Morning Notes — Monetary Factors
February 1, 2023
Monetary factors are at the center of the current market narrative, with equity upside yesterday driven by a weaker-than-expected Employment Cost Index and positioning ahead of today’s Fed meeting. Fed officials have been reiterating the ‘higher-for-longer’ message for several weeks, and yesterday’s advance may partially reflect skepticism that today’s meeting results in incremental understanding of the theme. Yesterday’s surprise consumer confidence miss, steep decline in home prices and today’s weaker ISM manufacturing report point to rapidly deteriorating demand conditions. Unfortunately, monetary tightening can effectively address demand-pull inflation, but does little to combat inflation caused by a supply shock. Remember, the Fed’s primary handbook on cost-push inflation comes from its experience following the 1973 Arab Oil Embargo.

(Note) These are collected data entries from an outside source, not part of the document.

//! Mock mixer for protocol-level testing.
//!
//! [`MockDevice`] binds a UDP socket on localhost and behaves like a very
//! small X-Air: it answers `/xinfo` discovery requests, answers queries for
//! scripted addresses, remembers writes, and records every message it
//! receives so tests can assert on wire traffic.
//!
//! # Example
//!
//! ```
//! use xairlib_core::OscArg;
//! use xairlib_test_harness::MockDevice;
//!
//! # async fn example() -> xairlib_core::Result<()> {
//! let device = MockDevice::start().await?;
//! device.announce("XR18-00-00-00", "XR18", "1.17");
//! device.respond("/status", vec![OscArg::from("active")]);
//!
//! let identity = device.identity();
//! // ... point a DeviceClient at `identity` ...
//! # Ok(())
//! # }
//! ```

use std::collections::HashMap;
use std::net::SocketAddr;
use std::sync::{Arc, Mutex, MutexGuard};
use std::time::Duration;

use tokio::net::UdpSocket;
use tokio::task::JoinHandle;

use xairlib_core::error::{Error, Result};
use xairlib_core::{DeviceIdentity, OscArg, OscMessage};
use xairlib_osc::{XINFO_ADDRESS, codec};

/// Name/model/version reported in `/xinfo` replies.
#[derive(Debug, Clone)]
struct Announcement {
    name: String,
    model: String,
    version: String,
}

#[derive(Debug, Default)]
struct MockState {
    /// Address -> arguments returned for a query on that address.
    values: HashMap<String, Vec<OscArg>>,
    /// Address -> number of upcoming queries to ignore.
    drops: HashMap<String, u32>,
    announcement: Option<Announcement>,
    /// When set, nothing is answered (messages are still recorded).
    silent: bool,
    /// Last sender of non-discovery traffic; target of [`MockDevice::push`].
    peer: Option<SocketAddr>,
    received: Vec<OscMessage>,
}

/// A mock mixer listening on a random loopback UDP port.
///
/// The serving task is aborted when the mock is dropped.
pub struct MockDevice {
    addr: SocketAddr,
    socket: Arc<UdpSocket>,
    state: Arc<Mutex<MockState>>,
    task: JoinHandle<()>,
}

impl MockDevice {
    /// Bind to `127.0.0.1:0` and start serving.
    pub async fn start() -> Result<Self> {
        let socket = UdpSocket::bind("127.0.0.1:0")
            .await
            .map_err(|e| Error::Transport(format!("failed to bind mock device: {}", e)))?;
        let addr = socket.local_addr().map_err(Error::Io)?;
        let socket = Arc::new(socket);
        let state = Arc::new(Mutex::new(MockState::default()));

        let task = tokio::spawn(serve(Arc::clone(&socket), Arc::clone(&state)));
        tracing::debug!(addr = %addr, "Mock device started");

        Ok(Self {
            addr,
            socket,
            state,
            task,
        })
    }

    fn state(&self) -> MutexGuard<'_, MockState> {
        // A poisoned lock only happens if a test already panicked.
        self.state.lock().unwrap_or_else(|e| e.into_inner())
    }

    /// The address the mock is listening on.
    pub fn addr(&self) -> SocketAddr {
        self.addr
    }

    /// The identity a scanner will derive from this mock's `/xinfo` reply.
    ///
    /// Uses the announced name/model/version, or placeholders if
    /// [`announce`](Self::announce) has not been called.
    pub fn identity(&self) -> DeviceIdentity {
        let announcement = self.state().announcement.clone();
        let (name, model, version) = match announcement {
            Some(a) => (a.name, a.model, a.version),
            None => ("MOCK".into(), "XR18".into(), "0.0".into()),
        };
        DeviceIdentity::new(self.addr.ip(), self.addr.port(), name, model, version)
    }

    /// Answer `/xinfo` with the given name, model, and version.
    pub fn announce(&self, name: &str, model: &str, version: &str) {
        self.state().announcement = Some(Announcement {
            name: name.into(),
            model: model.into(),
            version: version.into(),
        });
    }

    /// Answer queries on `address` with `args`.
    pub fn respond(&self, address: &str, args: Vec<OscArg>) {
        self.state().values.insert(address.into(), args);
    }

    /// Ignore the next `count` queries on `address`.
    pub fn drop_queries(&self, address: &str, count: u32) {
        self.state().drops.insert(address.into(), count);
    }

    /// Stop (or resume) answering anything, including discovery.
    pub fn set_silent(&self, silent: bool) {
        self.state().silent = silent;
    }

    /// Every message received so far, in arrival order.
    pub fn received(&self) -> Vec<OscMessage> {
        self.state().received.clone()
    }

    /// Number of no-argument queries received for `address`.
    pub fn query_count(&self, address: &str) -> usize {
        self.state()
            .received
            .iter()
            .filter(|m| m.address == address && m.is_query())
            .count()
    }

    /// Poll until a received message satisfies `pred`, or `timeout` elapses.
    pub async fn wait_for<F>(&self, timeout: Duration, pred: F) -> Option<OscMessage>
    where
        F: Fn(&OscMessage) -> bool,
    {
        let deadline = tokio::time::Instant::now() + timeout;
        loop {
            if let Some(found) = self.state().received.iter().find(|m| pred(m)).cloned() {
                return Some(found);
            }
            if tokio::time::Instant::now() >= deadline {
                return None;
            }
            tokio::time::sleep(Duration::from_millis(10)).await;
        }
    }

    /// Wait until some client has sent control traffic, so pushes have a target.
    pub async fn wait_for_peer(&self, timeout: Duration) -> Option<SocketAddr> {
        let deadline = tokio::time::Instant::now() + timeout;
        loop {
            if let Some(peer) = self.state().peer {
                return Some(peer);
            }
            if tokio::time::Instant::now() >= deadline {
                return None;
            }
            tokio::time::sleep(Duration::from_millis(10)).await;
        }
    }

    /// Send an unsolicited message to the last client that talked to us.
    pub async fn push(&self, message: &OscMessage) -> Result<()> {
        let bytes = codec::encode(message)?;
        self.push_raw(&bytes).await
    }

    /// Send raw bytes to the last client that talked to us.
    pub async fn push_raw(&self, bytes: &[u8]) -> Result<()> {
        let peer = self.state().peer.ok_or(Error::NotConnected)?;
        self.socket.send_to(bytes, peer).await.map_err(Error::Io)?;
        Ok(())
    }
}

impl Drop for MockDevice {
    fn drop(&mut self) {
        self.task.abort();
    }
}

/// Serving loop: record, then answer according to the scripted state.
async fn serve(socket: Arc<UdpSocket>, state: Arc<Mutex<MockState>>) {
    let mut buf = [0u8; 4096];

    loop {
        let (n, src) = match socket.recv_from(&mut buf).await {
            Ok(r) => r,
            Err(e) => {
                tracing::trace!(error = %e, "Mock device recv error");
                continue;
            }
        };

        let message = match codec::decode(&buf[..n]) {
            Ok(m) => m,
            Err(e) => {
                tracing::debug!(error = %e, "Mock device got undecodable datagram");
                continue;
            }
        };

        let reply = {
            let mut s = state.lock().unwrap_or_else(|e| e.into_inner());
            s.received.push(message.clone());
            if message.address != XINFO_ADDRESS {
                s.peer = Some(src);
            }
            reply_for(&mut s, &message, socket_ip(&socket))
        };

        if let Some(reply) = reply {
            match codec::encode(&reply) {
                Ok(bytes) => {
                    let _ = socket.send_to(&bytes, src).await;
                }
                Err(e) => tracing::debug!(error = %e, "Mock device failed to encode reply"),
            }
        }
    }
}

fn socket_ip(socket: &UdpSocket) -> String {
    socket
        .local_addr()
        .map(|a| a.ip().to_string())
        .unwrap_or_default()
}

fn reply_for(state: &mut MockState, message: &OscMessage, ip: String) -> Option<OscMessage> {
    if state.silent {
        return None;
    }

    if message.address == XINFO_ADDRESS {
        let a = state.announcement.as_ref()?;
        return Some(OscMessage::new(
            XINFO_ADDRESS,
            vec![
                OscArg::String(ip),
                OscArg::String(a.name.clone()),
                OscArg::String(a.model.clone()),
                OscArg::String(a.version.clone()),
            ],
        ));
    }

    if !message.is_query() {
        // A write: remember it so later queries see the new value.
        state
            .values
            .insert(message.address.clone(), message.args.clone());
        return None;
    }

    if let Some(remaining) = state.drops.get_mut(&message.address) {
        if *remaining > 0 {
            *remaining -= 1;
            return None;
        }
    }

    state
        .values
        .get(&message.address)
        .map(|args| OscMessage::new(message.address.clone(), args.clone()))
}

And near-term inflation risks remain given the potential for China’s reopening to drive oil and base metal prices higher.
SPX: The S&P 500 (SPX) has recently rallied to strong technical resistance in the 4000-4100 range. We doubt the index will be able to break above that range without a change in macro conditions, specifically a Fed policy pivot. A stubbornly hawkish Fed amid a deteriorating economic backdrop only makes the fundamental landscape more challenging.